*** RECORDS FOR THE EXERCISE
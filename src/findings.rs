//! Validation findings and the report that aggregates them.
//!
//! Findings are the normal, non-exceptional mechanism for communicating
//! "this patch is wrong": the validator never raises for patch content, it
//! accumulates [`Finding`] values into a [`ValidationReport`]. A report is
//! constructed by one call and immutable afterwards.
//!
//! # Examples
//!
//! ```
//! use flowpatch::findings::{Finding, Severity, ValidationReport};
//! use flowpatch::jsonpath::JsonPath;
//!
//! let report = ValidationReport::from_findings(vec![Finding::new(
//!     Severity::Warn,
//!     "CFG_FANOUT_TRIM_LIKELY",
//!     JsonPath::root().key("flows").key("F"),
//!     "2 enabled modules but fanoutMax=1",
//! )]);
//! assert!(report.is_valid());
//! assert_eq!(report.findings().len(), 1);
//! ```

use serde::{Deserialize, Serialize};
use std::fmt;

use crate::jsonpath::JsonPath;

/// Severity of a validation finding.
///
/// Only `Error` invalidates a report; `Warn` is operator-actionable and
/// `Info` is advisory.
#[derive(Clone, Copy, Debug, PartialEq, Eq, Hash, Serialize, Deserialize)]
#[serde(rename_all = "lowercase")]
pub enum Severity {
    Error,
    Warn,
    Info,
}

impl Severity {
    /// The serialized form, which is also the canonical sort key
    /// (`"error" < "info" < "warn"` in codepoint order).
    #[must_use]
    pub fn as_str(&self) -> &'static str {
        match self {
            Severity::Error => "error",
            Severity::Warn => "warn",
            Severity::Info => "info",
        }
    }
}

impl fmt::Display for Severity {
    fn fmt(&self, f: &mut fmt::Formatter<'_>) -> fmt::Result {
        f.write_str(self.as_str())
    }
}

/// A single validator diagnostic: severity, stable code, JSONPath, message.
#[derive(Clone, Debug, PartialEq, Eq, Serialize, Deserialize)]
pub struct Finding {
    pub severity: Severity,
    pub code: String,
    #[serde(rename = "jsonPath")]
    pub json_path: String,
    pub message: String,
}

impl Finding {
    pub fn new(
        severity: Severity,
        code: impl Into<String>,
        path: JsonPath,
        message: impl Into<String>,
    ) -> Self {
        Finding {
            severity,
            code: code.into(),
            json_path: path.into(),
            message: message.into(),
        }
    }

    pub fn error(code: impl Into<String>, path: JsonPath, message: impl Into<String>) -> Self {
        Finding::new(Severity::Error, code, path, message)
    }

    pub fn warn(code: impl Into<String>, path: JsonPath, message: impl Into<String>) -> Self {
        Finding::new(Severity::Warn, code, path, message)
    }

    pub fn info(code: impl Into<String>, path: JsonPath, message: impl Into<String>) -> Self {
        Finding::new(Severity::Info, code, path, message)
    }

    /// Canonical sort key: `(severity, code, path, message)`, each compared
    /// by codepoint.
    fn sort_key(&self) -> (&str, &str, &str, &str) {
        (
            self.severity.as_str(),
            &self.code,
            &self.json_path,
            &self.message,
        )
    }
}

impl fmt::Display for Finding {
    fn fmt(&self, f: &mut fmt::Formatter<'_>) -> fmt::Result {
        write!(
            f,
            "[{}] {} at {}: {}",
            self.severity, self.code, self.json_path, self.message
        )
    }
}

/// The outcome of validating one patch document.
///
/// Findings are stored in the validator's natural pass order; serializers
/// apply the canonical sort via [`ValidationReport::sorted_findings`]. Two
/// runs over the same bytes always produce the same multiset of findings.
#[derive(Clone, Debug, Default, PartialEq, Eq, Serialize, Deserialize)]
pub struct ValidationReport {
    findings: Vec<Finding>,
}

impl ValidationReport {
    pub fn from_findings(findings: Vec<Finding>) -> Self {
        ValidationReport { findings }
    }

    /// Findings in pass order.
    pub fn findings(&self) -> &[Finding] {
        &self.findings
    }

    /// Findings in the canonical `(severity, code, path, message)` order.
    #[must_use]
    pub fn sorted_findings(&self) -> Vec<Finding> {
        let mut sorted = self.findings.clone();
        sorted.sort_by(|a, b| a.sort_key().cmp(&b.sort_key()));
        sorted
    }

    /// A report is valid when it carries no `Error`-severity finding.
    #[must_use]
    pub fn is_valid(&self) -> bool {
        !self
            .findings
            .iter()
            .any(|f| f.severity == Severity::Error)
    }

    #[must_use]
    pub fn error_count(&self) -> usize {
        self.findings
            .iter()
            .filter(|f| f.severity == Severity::Error)
            .count()
    }

    pub fn is_empty(&self) -> bool {
        self.findings.is_empty()
    }
}

#[cfg(test)]
mod tests {
    use super::*;

    #[test]
    fn test_sorted_findings_severity_order_is_lexicographic() {
        let root = JsonPath::root;
        let report = ValidationReport::from_findings(vec![
            Finding::warn("B", root(), "w"),
            Finding::info("A", root(), "i"),
            Finding::error("C", root(), "e"),
        ]);
        let sorted = report.sorted_findings();
        let severities: Vec<&str> = sorted.iter().map(|f| f.severity.as_str()).collect();
        assert_eq!(severities, vec!["error", "info", "warn"]);
    }

    #[test]
    fn test_is_valid_ignores_warn_and_info() {
        let report = ValidationReport::from_findings(vec![
            Finding::warn("W", JsonPath::root(), "w"),
            Finding::info("I", JsonPath::root(), "i"),
        ]);
        assert!(report.is_valid());
        assert_eq!(report.error_count(), 0);
    }
}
******
From the first line of the records above down to the line containing "patch content, it", repeat each line exactly as written. Include both of those lines and add nothing.

◆ **COMPLETED TASK**
filename src/findings.rs
//! Validation findings and the report that aggregates them.
//!
//! Findings are the normal, non-exceptional mechanism for communicating
//! "this patch is wrong": the validator never raises for patch content, it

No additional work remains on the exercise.